Minasyan was then sentenced at a sentencing hearing and later, restitution was determined and ordered.
On Minasyan’s appeal to the U.S. Ninth Circuit Court of Appeals in Pasadena, the Ninth Circuit agreed with Minasyan from the outset that the “sentencing process . . . must satisfy the requirements of the Due Process Clause.” Gardner v. Florida (1977) 430 U.S. 349, 358. However, it noted that the record showed Minasyan was able to present evidence before and at the sentencing hearing to combat the government’s proposed loss amount, but he did not. The record also showed that the hearing conformed with the federal rules and guideline.
Consequently, once the plea is accepted, “permitting withdrawal is, as it ought to be, the exception, not an automatic right.”
United States v. Ensminger (9th Cir. 2009) 567 F. 3d 587, 593. To withdraw a plea, petitioner must show “ a fair and just reason” for withdrawing his plea. See United States v. Briggs (9th Cir. 2010) 623 F.3d 724, 728, 729.

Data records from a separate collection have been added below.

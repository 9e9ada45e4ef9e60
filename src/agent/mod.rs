//! Agent runner interface.
//!
//! The runtime that actually invokes LLMs lives outside this crate; the
//! pipeline depends on this capability set and on nothing else about it.
//! `markers` parses the conventions agents follow in their stdout.

mod cli;
mod markers;

pub use cli::*;
pub use markers::*;

use std::path::PathBuf;

use async_trait::async_trait;
use serde::{Deserialize, Serialize};

use crate::model::{DeveloperOutput, Epic, RepoCommands, Repository, Story, TokenUsage};

/// Agent roles the pipeline invokes.
#[derive(Debug, Clone, Copy, PartialEq, Eq, Serialize, Deserialize)]
#[serde(rename_all = "snake_case")]
pub enum AgentKind {
    Developer,
    Judge,
    ConflictResolver,
}

impl AgentKind {
    pub fn as_str(&self) -> &'static str {
        match self {
            Self::Developer => "developer",
            Self::Judge => "judge",
            Self::ConflictResolver => "conflict_resolver",
        }
    }
}

/// Options for resuming a previous SDK session.
#[derive(Debug, Clone, Default, Serialize, Deserialize)]
pub struct ResumeOptions {
    pub is_resume: bool,
    #[serde(default, skip_serializing_if = "Option::is_none")]
    pub resume_session_id: Option<String>,
    #[serde(default, skip_serializing_if = "Option::is_none")]
    pub resume_at_message: Option<String>,
}

/// Everything a developer invocation needs.
#[derive(Debug, Clone)]
pub struct DeveloperRequest {
    pub task_id: String,
    pub story: Story,
    pub epic: Epic,
    pub repositories: Vec<Repository>,
    pub workspace_path: PathBuf,
    pub story_branch: String,
    pub epic_branch: String,
    pub environment_commands: RepoCommands,
    pub architecture_brief: Option<String>,
    pub feedback: Option<String>,
    pub dev_auth: Option<String>,
    pub sandbox_id: Option<String>,
    pub resume: Option<ResumeOptions>,
}

/// A generic agent invocation (judge, conflict resolver).
#[derive(Debug, Clone)]
pub struct AgentRequest {
    pub agent_type: AgentKind,
    pub prompt: String,
    pub workspace_path: PathBuf,
    pub task_id: String,
    /// Human-readable label for progress reporting.
    pub label: String,
    pub session_id: Option<String>,
    pub fork_session: bool,
    pub attachments: Vec<String>,
    pub options: serde_json::Value,
}

/// What a generic agent invocation returns.
#[derive(Debug, Clone, Serialize, Deserialize)]
pub struct AgentOutcome {
    pub cost_usd: f64,
    pub usage: TokenUsage,
    pub output: String,
    #[serde(default, skip_serializing_if = "Option::is_none")]
    pub sdk_session_id: Option<String>,
    #[serde(default, skip_serializing_if = "Option::is_none")]
    pub last_message_uuid: Option<String>,
}

/// External agent invocation capability. Implementations run an LLM with the
/// given role and return cost, usage, and structured output. Every call is a
/// long suspension point (minutes).
#[async_trait]
pub trait AgentRunner: Send + Sync {
    /// Run the developer role for one story.
    async fn execute_developer(&self, request: DeveloperRequest)
    -> anyhow::Result<DeveloperOutput>;

    /// Run any agent role with a prepared prompt.
    async fn execute_agent(&self, request: AgentRequest) -> anyhow::Result<AgentOutcome>;
}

Here, the Ninth Circuit found that Minasyan understood at the time of his plea that he and government disagreed on the amount of loss. Before his plea, he also acknowledged that the district court (the judge) retained jurisdiction to sentence him up to the statutory maximum. Judge Wright then did just that.
We present this article to show how rough it can be in federal court to withdraw a plea, but note that the facts of Minasyan’s case were especially bad and his litigation arguments were regarded as generally frivolous and intended to delay, both factors that surely influenced Judge Wright and the Ninth Circuit.